# Data Acquisition
Modeling the state-of-the-art from the 1970s, we'll obtain the data using the standard extract, transform and load (ETL) design pattern.  This will require a Criteo data source configuration, a series of tasks to perform the ETL operations, a pipeline to orchestrate the process, and a workspace into which the output Dataset object will be loaded. We'll import them now and introduce the modules enroute.

In [1]:
from myst_nb import glue
import pandas as pd
pd.set_option('display.width', 1000)
pd.options.display.float_format = '{:,.2f}'.format

from cvr.core.workspace import Workspace, WorkspaceManager
from cvr.utils.config import CriteoConfig 
from cvr.data.etl import Extract, TransformETL, LoadDataset
from cvr.core.pipeline import DataPipeline, DataPipelineBuilder


## Workspace
Before we set up the ETL pipeline, we will need to establish a workspace for it. A Workspace object is essentially a container for Datasets, Models, and Experiments. Singleton class WorkspaceManager allows us to create and manage Workspace objects. 

In [2]:
wsm = WorkspaceManager()
vesuvio = wsm.create_workspace(name="Vesuvio", description="Vesuvio Workspace", current=True)

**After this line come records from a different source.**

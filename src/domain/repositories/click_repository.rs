//! Repository trait for click events.

use crate::domain::entities::{ClickEvent, NewClickEvent};
use crate::error::AppError;
use async_trait::async_trait;
use chrono::{DateTime, Utc};

/// Default page size for click queries.
pub const DEFAULT_CLICK_LIMIT: i64 = 100;

/// Largest page size a caller may request.
pub const MAX_CLICK_LIMIT: i64 = 1000;

/// Filter criteria for click queries.
///
/// Date bounds are inclusive. `limit` and `offset` only affect the page of
/// records, never the total count.
#[derive(Debug, Clone, PartialEq)]
pub struct ClickFilter {
    pub start_date: Option<DateTime<Utc>>,
    pub end_date: Option<DateTime<Utc>>,
    pub limit: i64,
    pub offset: i64,
}

impl ClickFilter {
    /// Creates a filter from caller-supplied pagination.
    ///
    /// `limit` defaults to 100 and is clamped to `1..=1000`; `offset` defaults to 0
    /// and negative values are raised to 0.
    pub fn new(limit: Option<i64>, offset: Option<i64>) -> Self {
        Self {
            start_date: None,
            end_date: None,
            limit: limit
                .unwrap_or(DEFAULT_CLICK_LIMIT)
                .clamp(1, MAX_CLICK_LIMIT),
            offset: offset.unwrap_or(0).max(0),
        }
    }

    /// Adds date range filtering to the query.
    pub fn with_date_range(
        mut self,
        start_date: Option<DateTime<Utc>>,
        end_date: Option<DateTime<Utc>>,
    ) -> Self {
        self.start_date = start_date;
        self.end_date = end_date;
        self
    }

    /// Returns true if `clicked_at` falls inside the date bounds.
    pub fn matches(&self, clicked_at: DateTime<Utc>) -> bool {
        self.start_date.is_none_or(|start| clicked_at >= start)
            && self.end_date.is_none_or(|end| clicked_at <= end)
    }
}

impl Default for ClickFilter {
    fn default() -> Self {
        Self::new(None, None)
    }
}

/// Repository interface for click recording and retrieval.
///
/// # Implementations
///
/// - [`crate::infrastructure::persistence::PgClickRepository`] - PostgreSQL implementation
/// - Test mocks available with `cfg(test)`
#[cfg_attr(test, mockall::automock)]
#[async_trait]
pub trait ClickRepository: Send + Sync {
    /// Appends a click event.
    ///
    /// # Errors
    ///
    /// Returns [`AppError::Internal`] on database errors, including a dangling `link_id`.
    async fn insert(&self, new_click: NewClickEvent) -> Result<ClickEvent, AppError>;

    /// Returns one page of clicks for a link, newest first.
    async fn find_page(&self, link_id: i64, filter: ClickFilter)
    -> Result<Vec<ClickEvent>, AppError>;

    /// Counts clicks for a link matching the filter's date bounds.
    async fn count(&self, link_id: i64, filter: ClickFilter) -> Result<i64, AppError>;
}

Workspace Vesuvio has been created and is now the 'current' workspace. Datasets, Models, and Experiments will be contained within this workspace until another workspace is created and/or set current.

## Data Source
The CriteoConfig object packages the URL, file structure, and local destination file path information for the Criteo data source. For illustrative purposes, the CriteoConfig on this machine is shown below.

In [3]:
config = CriteoConfig()
config.print()



                        Criteo Data Source Configuration                        
                        ________________________________                        
                          name : Criteo Sponsored Search Conversion Log Dataset
                        source : http://go.criteo.net/criteo-research-search-conversion.tar.gz
                   destination : data\external\criteo.tar.gz
              filepath_extract : Criteo_Conversion_Search/CriteoSearchData
                  filepath_raw : raw\criteo.csv
                     workspace : root
                           sep : \t
                       missing : -1


## Data Pipeline Steps
Our pipeline consists of three steps, Extract, TransformETL and LoadDataset described below. 

| Step | Module       | Description                                                                     |
|------|--------------|---------------------------------------------------------------------------------|
| 1    | Extract      | Downloads the source data into a local raw data directory                       |
| 2    | TransformETL | Transforms the raw data into a Dataset object and performs basic preprocessing. |
| 3    | LoadDataset  | Loads the Dataset object into our current workspace.                            |

The Extract step takes the CriteoConfig data source configuration object as input and produces our raw data. Transform ETL performs two basic preprocessing a priori based upon the description of the data provided by Criteo Labs. First, we convert the missing values indicator (-1) to NaNs. Second, we convert the categorical variables to the pandas' category data type for computation and space efficiency purposes. The pipeline tasks are instantiated below. Finally, LoadDataset loads the preprocessed Dataset object into our current workspace.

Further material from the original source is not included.